## Directions for this task
Check each line of the entries below for the string "uploaded"; copy every line where it appears.

## Data supplied
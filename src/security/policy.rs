//! Access-control policy model and canonicalization
//!
//! A policy limits what a signed request may do: when it expires, which API
//! calls it permits, and which handles, URLs, sizes or paths it is scoped
//! to. Its canonical JSON form must be byte-stable across call sites,
//! since signatures and test fixtures depend on it: key order is fixed by
//! struct field order, absent fields are omitted entirely, and permissions
//! always serialize in enumeration order no matter how they were added.

use std::collections::BTreeSet;

use serde::Serialize;

use super::error::SecurityError;

/// An API call permission a policy may grant.
///
/// The declaration order is the canonical serialization order; the derived
/// `Ord` makes `BTreeSet` iterate permissions in exactly this order.
#[derive(Debug, Clone, Copy, PartialEq, Eq, PartialOrd, Ord, Hash, Serialize)]
pub enum Call {
    #[serde(rename = "pick")]
    Pick,
    #[serde(rename = "read")]
    Read,
    #[serde(rename = "stat")]
    Stat,
    #[serde(rename = "write")]
    Write,
    #[serde(rename = "writeUrl")]
    WriteUrl,
    #[serde(rename = "store")]
    Store,
    #[serde(rename = "convert")]
    Convert,
    #[serde(rename = "remove")]
    Remove,
    #[serde(rename = "exif")]
    Exif,
    #[serde(rename = "runWorkflow")]
    RunWorkflow,
}

/// A structured access-control descriptor.
///
/// All fields are optional; a meaningful policy sets at least one, but the
/// encoder never rejects an empty policy; it encodes whatever is present
/// (`{}` for nothing at all).
#[derive(Debug, Clone, Default, PartialEq, Eq, Serialize)]
pub struct Policy {
    #[serde(skip_serializing_if = "Option::is_none")]
    expiry: Option<u64>,
    #[serde(skip_serializing_if = "BTreeSet::is_empty")]
    call: BTreeSet<Call>,
    #[serde(skip_serializing_if = "Option::is_none")]
    handle: Option<String>,
    #[serde(skip_serializing_if = "Option::is_none")]
    url: Option<String>,
    #[serde(rename = "maxSize", skip_serializing_if = "Option::is_none")]
    max_size: Option<u64>,
    #[serde(rename = "minSize", skip_serializing_if = "Option::is_none")]
    min_size: Option<u64>,
    #[serde(skip_serializing_if = "Option::is_none")]
    path: Option<String>,
    #[serde(skip_serializing_if = "Option::is_none")]
    container: Option<String>,
}

impl Policy {
    pub fn new() -> Self {
        Self::default()
    }

    /// Sets the expiry as a unix timestamp in seconds.
    pub fn expiry(mut self, timestamp: u64) -> Self {
        self.expiry = Some(timestamp);
        self
    }

    /// Grants one call permission. Duplicates and insertion order are
    /// irrelevant to the canonical form.
    pub fn call(mut self, call: Call) -> Self {
        self.call.insert(call);
        self
    }

    /// Grants several call permissions at once.
    pub fn calls(mut self, calls: impl IntoIterator<Item = Call>) -> Self {
        self.call.extend(calls);
        self
    }

    /// Restricts the policy to a single file handle.
    pub fn handle(mut self, handle: impl Into<String>) -> Self {
        self.handle = Some(handle.into());
        self
    }

    /// Restricts external-URL transforms to URLs matching this regex.
    pub fn url(mut self, url: impl Into<String>) -> Self {
        self.url = Some(url.into());
        self
    }

    /// Caps the size in bytes of uploaded files.
    pub fn max_size(mut self, bytes: u64) -> Self {
        self.max_size = Some(bytes);
        self
    }

    /// Sets a lower bound in bytes on uploaded files.
    pub fn min_size(mut self, bytes: u64) -> Self {
        self.min_size = Some(bytes);
        self
    }

    /// Restricts storage operations to paths matching this pattern.
    pub fn path(mut self, path: impl Into<String>) -> Self {
        self.path = Some(path.into());
        self
    }

    /// Restricts storage operations to a named container/bucket.
    pub fn container(mut self, container: impl Into<String>) -> Self {
        self.container = Some(container.into());
        self
    }

    /// True when no field is set; such a policy canonicalizes to `{}`.
    pub fn is_empty(&self) -> bool {
        *self == Policy::default()
    }

    /// Emits the canonical JSON bytes.
    ///
    /// Key order is the struct field order (`expiry, call, handle, url,
    /// maxSize, minSize, path, container`), absent fields are omitted, and
    /// output is compact. Semantically identical policies produce identical
    /// bytes regardless of how their fields were populated.
    pub fn canonical_json(&self) -> Result<Vec<u8>, SecurityError> {
        Ok(serde_json::to_vec(self)?)
    }
}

## Answer box
    /// Caps the size in bytes of uploaded files.
    /// Sets a lower bound in bytes on uploaded files.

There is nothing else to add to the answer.